The Round House - By Louise Erdrich Page 0,103

confessional and a few up front praying at the feet of the Blessed Virgin, where there was a rack of votive candles flickering in red glass cups. Cappy and Angus slid into the back pew, where they knelt hunched over. Angus was closest to the confessional. He looked sideways at me over Cappy’s bent head, made a rolling-eyed grimace, and jerked his head at the church door as if to say, Get him outta here! After Angus went into the confessional and closed the velvet drape after him, he poked his head out and made that face again. I squeezed close to Cappy and said, Cousin, please, I beg you, let’s get the hell out of here. But Cappy had his eyes closed and if he heard me he made no sign. When Angus emerged, Cappy rose like a sleepwalker, stepped into the confessional, and shut the curtain behind him.

There were arcane sounds—the slide of the priest’s window, the whispering back and forth—then the explosion.

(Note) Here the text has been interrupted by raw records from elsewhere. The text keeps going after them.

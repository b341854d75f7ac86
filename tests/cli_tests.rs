//! CLI smoke tests.

use assert_cmd::Command;
use predicates::prelude::*;

#[test]
fn help_lists_subcommands() {
    Command::cargo_bin("arbhound")
        .unwrap()
        .arg("--help")
        .assert()
        .success()
        .stdout(predicate::str::contains("run"))
        .stdout(predicate::str::contains("status"))
        .stdout(predicate::str::contains("check"));
}

#[test]
fn check_config_accepts_valid_file() {
    let dir = tempfile::tempdir().unwrap();
    let path = dir.path().join("config.toml");
    std::fs::write(
        &path,
        r#"
            instruments = ["BTC/USDT"]

            [venues.binance]
            kind = "binance"

            [venues.kucoin]
            kind = "kucoin"
        "#,
    )
    .unwrap();

    Command::cargo_bin("arbhound")
        .unwrap()
        .args(["check", "config", "--config"])
        .arg(&path)
        .assert()
        .success()
        .stdout(predicate::str::contains("Configuration OK"));
}

#[test]
fn check_config_rejects_single_venue() {
    let dir = tempfile::tempdir().unwrap();
    let path = dir.path().join("config.toml");
    std::fs::write(
        &path,
        r#"
            instruments = ["BTC/USDT"]

            [venues.binance]
            kind = "binance"
        "#,
    )
    .unwrap();

    Command::cargo_bin("arbhound")
        .unwrap()
        .args(["check", "config", "--config"])
        .arg(&path)
        .assert()
        .failure()
        .stderr(predicate::str::contains("venues"));
}

#[test]
fn check_config_reports_missing_file() {
    Command::cargo_bin("arbhound")
        .unwrap()
        .args(["check", "config", "--config", "/nonexistent/config.toml"])
        .assert()
        .failure()
        .stderr(predicate::str::contains("config"));
}
//! Inventory drift analysis across venues.
//!
//! Arbitrage slowly migrates inventory toward the venues it sells on.
//! This monitor compares per-venue balances against an equal-allocation
//! ideal and suggests rebalancing transfers. Suggestions are advisory
//! only; nothing here places orders.

use std::collections::BTreeMap;
use std::sync::Arc;

use futures_util::future::join_all;
use rust_decimal::Decimal;
use serde::Serialize;
use tracing::warn;

use crate::domain::{Instrument, PriceSnapshot, VenueId};
use crate::gateway::{AssetBalance, GatewayRegistry, OrderSide};

/// Balances per venue, per asset.
pub type VenueBalances = BTreeMap<VenueId, BTreeMap<String, AssetBalance>>;

/// Drift beyond which a venue counts as excess/deficit.
const DRIFT_BAND_PCT: Decimal = Decimal::TEN;

#[derive(Debug, Clone, Copy, PartialEq, Eq, Serialize)]
#[serde(rename_all = "snake_case")]
pub enum DriftStatus {
    Excess,
    Deficit,
    Balanced,
}

/// How one venue's holding of an asset compares to the ideal.
#[derive(Debug, Clone, Serialize)]
pub struct DriftEntry {
    pub actual: Decimal,
    pub ideal: Decimal,
    pub drift_pct: Decimal,
    pub status: DriftStatus,
}

/// An advisory transfer to move inventory back toward balance.
#[derive(Debug, Clone, Serialize)]
pub struct RebalanceSuggestion {
    pub action: String,
    pub venue: VenueId,
    pub asset: String,
    pub amount: Decimal,
    pub reason: &'static str,
}

pub struct InventoryMonitor {
    gateways: Arc<GatewayRegistry>,
}

impl InventoryMonitor {
    pub fn new(gateways: Arc<GatewayRegistry>) -> Self {
        Self { gateways }
    }

    /// Fetch balances from every venue concurrently. A failing venue
    /// yields an empty entry rather than an error.
    pub async fn fetch_all_balances(&self) -> VenueBalances {
        let fetches = self.gateways.iter().map(|(venue, gateway)| {
            let venue = venue.clone();
            let gateway = Arc::clone(gateway);
            async move { (venue, gateway.balances().await) }
        });

        let mut balances = VenueBalances::new();
        for (venue, result) in join_all(fetches).await {
            match result {
                Ok(assets) => {
                    balances.insert(venue, assets.into_iter().collect());
                }
                Err(error) => {
                    warn!(venue = %venue, error = %error, "Balance fetch failed");
                    balances.insert(venue, BTreeMap::new());
                }
            }
        }
        balances
    }

    /// Per-venue drift of one asset's free balance against an equal
    /// split across all venues.
    pub fn calculate_drift(
        balances: &VenueBalances,
        asset: &str,
    ) -> BTreeMap<VenueId, DriftEntry> {
        let venue_count = Decimal::from(balances.len() as u64);
        if venue_count.is_zero() {
            return BTreeMap::new();
        }

        let total: Decimal = balances
            .values()
            .filter_map(|assets| assets.get(asset))
            .map(|b| b.free)
            .sum();
        let ideal = total / venue_count;

        balances
            .iter()
            .filter(|(_, assets)| assets.contains_key(asset))
            .map(|(venue, assets)| {
                let actual = assets[asset].free;
                let drift_pct = if ideal > Decimal::ZERO {
                    (actual - ideal) / ideal * Decimal::ONE_HUNDRED
                } else {
                    Decimal::ZERO
                };
                let status = if drift_pct > DRIFT_BAND_PCT {
                    DriftStatus::Excess
                } else if drift_pct < -DRIFT_BAND_PCT {
                    DriftStatus::Deficit
                } else {
                    DriftStatus::Balanced
                };
                (
                    venue.clone(),
                    DriftEntry {
                        actual,
                        ideal,
                        drift_pct,
                        status,
                    },
                )
            })
            .collect()
    }

    /// Advisory rebalancing transfers for the given assets.
    pub fn suggest_rebalancing(
        balances: &VenueBalances,
        assets: &[String],
    ) -> Vec<RebalanceSuggestion> {
        let mut suggestions = Vec::new();

        for asset in assets {
            for (venue, entry) in Self::calculate_drift(balances, asset) {
                match entry.status {
                    DriftStatus::Excess => suggestions.push(RebalanceSuggestion {
                        action: OrderSide::Sell.as_str().to_string(),
                        venue,
                        asset: asset.clone(),
                        amount: entry.actual - entry.ideal,
                        reason: "excess inventory",
                    }),
                    DriftStatus::Deficit => suggestions.push(RebalanceSuggestion {
                        action: OrderSide::Buy.as_str().to_string(),
                        venue,
                        asset: asset.clone(),
                        amount: entry.ideal - entry.actual,
                        reason: "insufficient inventory",
                    }),
                    DriftStatus::Balanced => {}
                }
            }
        }

        suggestions
    }

    /// Total portfolio value in quote currency, priced from each
    /// venue's last trade in the snapshot.
    pub fn portfolio_value(balances: &VenueBalances, snapshot: &PriceSnapshot) -> Decimal {
        let mut total = Decimal::ZERO;

        for (venue, assets) in balances {
            for (asset, balance) in assets {
                if balance.free <= Decimal::ZERO {
                    continue;
                }
                if asset == "USDT" {
                    total += balance.free;
                    continue;
                }
                let instrument = Instrument::from(format!("{asset}/USDT"));
                if let Some(quote) = snapshot.get(&instrument, venue) {
                    total += balance.free * quote.last;
                }
            }
        }

        total
    }
}

#[cfg(test)]
mod tests {
    use super::*;
    use chrono::Utc;
    use rust_decimal_macros::dec;

    fn balance(free: Decimal) -> AssetBalance {
        AssetBalance {
            free,
            locked: Decimal::ZERO,
            total: free,
        }
    }

    fn balances(entries: &[(&str, &str, Decimal)]) -> VenueBalances {
        let mut balances = VenueBalances::new();
        for (venue, asset, amount) in entries {
            balances
                .entry(VenueId::from(*venue))
                .or_default()
                .insert((*asset).to_string(), balance(*amount));
        }
        balances
    }

    #[test]
    fn equal_holdings_are_balanced() {
        let balances = balances(&[("a", "BTC", dec!(1)), ("b", "BTC", dec!(1))]);
        let drift = InventoryMonitor::calculate_drift(&balances, "BTC");

        assert_eq!(drift[&VenueId::from("a")].status, DriftStatus::Balanced);
        assert_eq!(drift[&VenueId::from("b")].status, DriftStatus::Balanced);
    }

    #[test]
    fn skewed_holdings_show_excess_and_deficit() {
        let balances = balances(&[("a", "BTC", dec!(3)), ("b", "BTC", dec!(1))]);
        let drift = InventoryMonitor::calculate_drift(&balances, "BTC");

        let a = &drift[&VenueId::from("a")];
        assert_eq!(a.status, DriftStatus::Excess);
        assert_eq!(a.ideal, dec!(2));
        assert_eq!(a.drift_pct, dec!(50));

        let b = &drift[&VenueId::from("b")];
        assert_eq!(b.status, DriftStatus::Deficit);
        assert_eq!(b.drift_pct, dec!(-50));
    }

    #[test]
    fn suggestions_move_inventory_toward_ideal() {
        let balances = balances(&[("a", "BTC", dec!(3)), ("b", "BTC", dec!(1))]);
        let suggestions =
            InventoryMonitor::suggest_rebalancing(&balances, &["BTC".to_string()]);

        assert_eq!(suggestions.len(), 2);
        let sell = suggestions
            .iter()
            .find(|s| s.venue == VenueId::from("a"))
            .unwrap();
        assert_eq!(sell.action, "sell");
        assert_eq!(sell.amount, dec!(1));

        let buy = suggestions
            .iter()
            .find(|s| s.venue == VenueId::from("b"))
            .unwrap();
        assert_eq!(buy.action, "buy");
        assert_eq!(buy.amount, dec!(1));
    }

    #[test]
    fn portfolio_value_prices_assets_from_snapshot() {
        let balances = balances(&[
            ("a", "BTC", dec!(2)),
            ("a", "USDT", dec!(500)),
            ("b", "DOGE", dec!(1000)), // no quote available
        ]);

        let mut snapshot = PriceSnapshot::new(Utc::now());
        snapshot.insert(crate::domain::Quote {
            venue: VenueId::from("a"),
            instrument: Instrument::from("BTC/USDT"),
            bid: dec!(42990),
            ask: dec!(43010),
            last: dec!(43000),
            timestamp: Utc::now(),
        });

        let value = InventoryMonitor::portfolio_value(&balances, &snapshot);
        assert_eq!(value, dec!(86500)); // 2 * 43000 + 500
    }

    #[test]
    fn drift_of_unknown_asset_is_empty() {
        let balances = balances(&[("a", "BTC", dec!(1))]);
        let drift = InventoryMonitor::calculate_drift(&balances, "ETH");
        assert!(drift.is_empty());
    }
}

Father Travis burst from the wooden door of the confessional and would have caught Cappy if he hadn’t rolled out from under the curtain and half crawled, half scrambled along the pew. Father ran back, blocking the exit, but already Cappy had sprung past us, hurdling the pews toward the front of the church, landing on the seats with each bound in a breathtaking series of vaulting leaps that took him nearly to the altar.

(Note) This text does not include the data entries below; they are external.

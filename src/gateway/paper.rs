//! Simulated venue for dry runs and tests.
//!
//! Fills market orders instantly against a configurable mark price with
//! a fixed half-spread. Order failures can be scripted to exercise the
//! partial-trade paths without a real venue.

use std::collections::{BTreeMap, HashMap, VecDeque};
use std::sync::atomic::{AtomicU64, Ordering};

use async_trait::async_trait;
use chrono::Utc;
use parking_lot::Mutex;
use rust_decimal::Decimal;

use crate::domain::{Instrument, Price, Quantity, Quote, VenueId};
use crate::error::GatewayError;

use super::traits::{AssetBalance, ExchangeGateway, OrderResult, OrderSide, OrderStatus};

/// Mark prices and behavior knobs for one paper venue.
#[derive(Debug, Clone)]
pub struct PaperBook {
    /// Mid price per instrument.
    pub marks: BTreeMap<Instrument, Price>,
    /// Half-spread as a fraction of the mark (0.0005 = 5 bps each side).
    pub half_spread: Decimal,
    /// Initial balances per asset.
    pub balances: BTreeMap<String, Decimal>,
}

impl Default for PaperBook {
    fn default() -> Self {
        Self {
            marks: BTreeMap::new(),
            half_spread: Decimal::new(5, 4), // 5 bps
            balances: BTreeMap::new(),
        }
    }
}

struct PaperState {
    book: PaperBook,
    /// Scripted failures consumed by subsequent order placements.
    failures: VecDeque<String>,
    /// Orders placed so far, by id.
    orders: HashMap<String, OrderStatus>,
}

pub struct PaperGateway {
    venue: VenueId,
    taker_fee: Decimal,
    state: Mutex<PaperState>,
    order_seq: AtomicU64,
}

impl PaperGateway {
    pub fn new(venue: VenueId, taker_fee: Decimal, book: PaperBook) -> Self {
        Self {
            venue,
            taker_fee,
            state: Mutex::new(PaperState {
                book,
                failures: VecDeque::new(),
                orders: HashMap::new(),
            }),
            order_seq: AtomicU64::new(1),
        }
    }

    /// Move the mark price for an instrument.
    pub fn set_mark(&self, instrument: Instrument, price: Price) {
        self.state.lock().book.marks.insert(instrument, price);
    }

    /// Queue a rejection for the next order placement.
    pub fn fail_next_order(&self, reason: impl Into<String>) {
        self.state.lock().failures.push_back(reason.into());
    }

    /// Credit an asset balance.
    pub fn deposit(&self, asset: impl Into<String>, amount: Decimal) {
        *self
            .state
            .lock()
            .book
            .balances
            .entry(asset.into())
            .or_insert(Decimal::ZERO) += amount;
    }

    fn bid_ask(book: &PaperBook, mark: Price) -> (Price, Price) {
        let half = mark * book.half_spread;
        (mark - half, mark + half)
    }
}

#[async_trait]
impl ExchangeGateway for PaperGateway {
    fn venue(&self) -> &VenueId {
        &self.venue
    }

    fn taker_fee(&self) -> Decimal {
        self.taker_fee
    }

    async fn quote(&self, instrument: &Instrument) -> Result<Quote, GatewayError> {
        let state = self.state.lock();
        let mark = *state
            .book
            .marks
            .get(instrument)
            .ok_or_else(|| GatewayError::Request(format!("no mark for {instrument}")))?;
        let (bid, ask) = Self::bid_ask(&state.book, mark);

        Ok(Quote {
            venue: self.venue.clone(),
            instrument: instrument.clone(),
            bid,
            ask,
            last: mark,
            timestamp: Utc::now(),
        })
    }

    async fn balances(&self) -> Result<HashMap<String, AssetBalance>, GatewayError> {
        let state = self.state.lock();
        Ok(state
            .book
            .balances
            .iter()
            .map(|(asset, &total)| {
                (
                    asset.clone(),
                    AssetBalance {
                        free: total,
                        locked: Decimal::ZERO,
                        total,
                    },
                )
            })
            .collect())
    }

    async fn place_market_order(
        &self,
        instrument: &Instrument,
        side: OrderSide,
        quantity: Quantity,
    ) -> Result<OrderResult, GatewayError> {
        let mut state = self.state.lock();

        if let Some(reason) = state.failures.pop_front() {
            return Err(GatewayError::OrderRejected(reason));
        }

        let mark = *state
            .book
            .marks
            .get(instrument)
            .ok_or_else(|| GatewayError::Request(format!("no mark for {instrument}")))?;
        let (bid, ask) = Self::bid_ask(&state.book, mark);
        let price = match side {
            OrderSide::Buy => ask,
            OrderSide::Sell => bid,
        };

        let order_id = format!(
            "paper-{}-{}",
            self.venue,
            self.order_seq.fetch_add(1, Ordering::Relaxed)
        );
        state.orders.insert(order_id.clone(), OrderStatus::Filled);

        Ok(OrderResult {
            order_id,
            average_price: price,
            filled_quantity: quantity,
        })
    }

    async fn order_status(
        &self,
        order_id: &str,
        _instrument: &Instrument,
    ) -> Result<OrderStatus, GatewayError> {
        self.state
            .lock()
            .orders
            .get(order_id)
            .cloned()
            .ok_or_else(|| GatewayError::UnknownOrder(order_id.to_string()))
    }

    async fn cancel_order(
        &self,
        order_id: &str,
        _instrument: &Instrument,
    ) -> Result<(), GatewayError> {
        let mut state = self.state.lock();
        match state.orders.get_mut(order_id) {
            Some(status) => {
                *status = OrderStatus::Canceled;
                Ok(())
            }
            None => Err(GatewayError::UnknownOrder(order_id.to_string())),
        }
    }
}

#[cfg(test)]
mod tests {
    use super::*;
    use rust_decimal_macros::dec;

    fn gateway() -> PaperGateway {
        let mut book = PaperBook::default();
        book.marks.insert(Instrument::from("BTC/USDT"), dec!(43000));
        PaperGateway::new(VenueId::from("paper-a"), dec!(0.001), book)
    }

    #[tokio::test]
    async fn quote_straddles_the_mark() {
        let gw = gateway();
        let quote = gw.quote(&Instrument::from("BTC/USDT")).await.unwrap();

        assert_eq!(quote.last, dec!(43000));
        assert_eq!(quote.bid, dec!(42978.5000));
        assert_eq!(quote.ask, dec!(43021.5000));
        assert!(quote.is_actionable());
    }

    #[tokio::test]
    async fn unknown_instrument_errors() {
        let gw = gateway();
        assert!(gw.quote(&Instrument::from("ETH/USDT")).await.is_err());
    }

    #[tokio::test]
    async fn buy_fills_at_ask_and_sell_at_bid() {
        let gw = gateway();
        let inst = Instrument::from("BTC/USDT");

        let buy = gw
            .place_market_order(&inst, OrderSide::Buy, dec!(0.5))
            .await
            .unwrap();
        assert_eq!(buy.average_price, dec!(43021.5000));
        assert_eq!(buy.filled_quantity, dec!(0.5));

        let sell = gw
            .place_market_order(&inst, OrderSide::Sell, dec!(0.5))
            .await
            .unwrap();
        assert_eq!(sell.average_price, dec!(42978.5000));
    }

    #[tokio::test]
    async fn scripted_failure_rejects_one_order() {
        let gw = gateway();
        let inst = Instrument::from("BTC/USDT");
        gw.fail_next_order("insufficient balance");

        let first = gw.place_market_order(&inst, OrderSide::Buy, dec!(1)).await;
        assert!(matches!(first, Err(GatewayError::OrderRejected(_))));

        let second = gw.place_market_order(&inst, OrderSide::Buy, dec!(1)).await;
        assert!(second.is_ok());
    }

    #[tokio::test]
    async fn orders_can_be_inspected_and_canceled() {
        let gw = gateway();
        let inst = Instrument::from("BTC/USDT");
        let fill = gw
            .place_market_order(&inst, OrderSide::Buy, dec!(1))
            .await
            .unwrap();

        assert_eq!(
            gw.order_status(&fill.order_id, &inst).await.unwrap(),
            OrderStatus::Filled
        );
        gw.cancel_order(&fill.order_id, &inst).await.unwrap();
        assert_eq!(
            gw.order_status(&fill.order_id, &inst).await.unwrap(),
            OrderStatus::Canceled
        );
        assert!(gw.order_status("missing", &inst).await.is_err());
    }

    #[tokio::test]
    async fn deposits_show_in_balances() {
        let gw = gateway();
        gw.deposit("USDT", dec!(1000));
        gw.deposit("USDT", dec!(500));

        let balances = gw.balances().await.unwrap();
        assert_eq!(balances["USDT"].total, dec!(1500));
        assert_eq!(balances["USDT"].free, dec!(1500));
    }
}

Father Travis’s face had gone so white that red-brown freckles usually invisible stood out as if drawn on with a sharp pencil. He didn’t lock the doors behind him before he advanced on Cappy—a mistake. He didn’t count on Cappy’s speed either, or on Cappy’s practice at evading his older brother in a confined space. So for all Father Travis’s military training he made several tactical errors going after Cappy. It looked like Father Travis could just walk down the center of the church and easily trap Cappy behind the altar, and Cappy played into that. He acted confused and let Father Travis stride toward the front before he bolted to the side aisle and pretended to trip, which caused Father Travis to make a right-hand turn toward him down one of the pews. Once the priest was halfway along the pew, Cappy flipped down the kneeler and sped toward the open door, where we were standing alongside two awestruck old men. Father Travis could have cut him off if he’d run straight back, but he tried to get past the kneeler and ended up lunging along the stations of the cross. Cappy exited. Father Travis had the longer stride and gained but, instead of running down the steps, Cappy, well practiced as we all were at sliding down the iron pole banister, used that and gained impetus, a graceful push-off that sent him pell-mell down the dirt road with Father Travis too close behind for him to even grab his bike.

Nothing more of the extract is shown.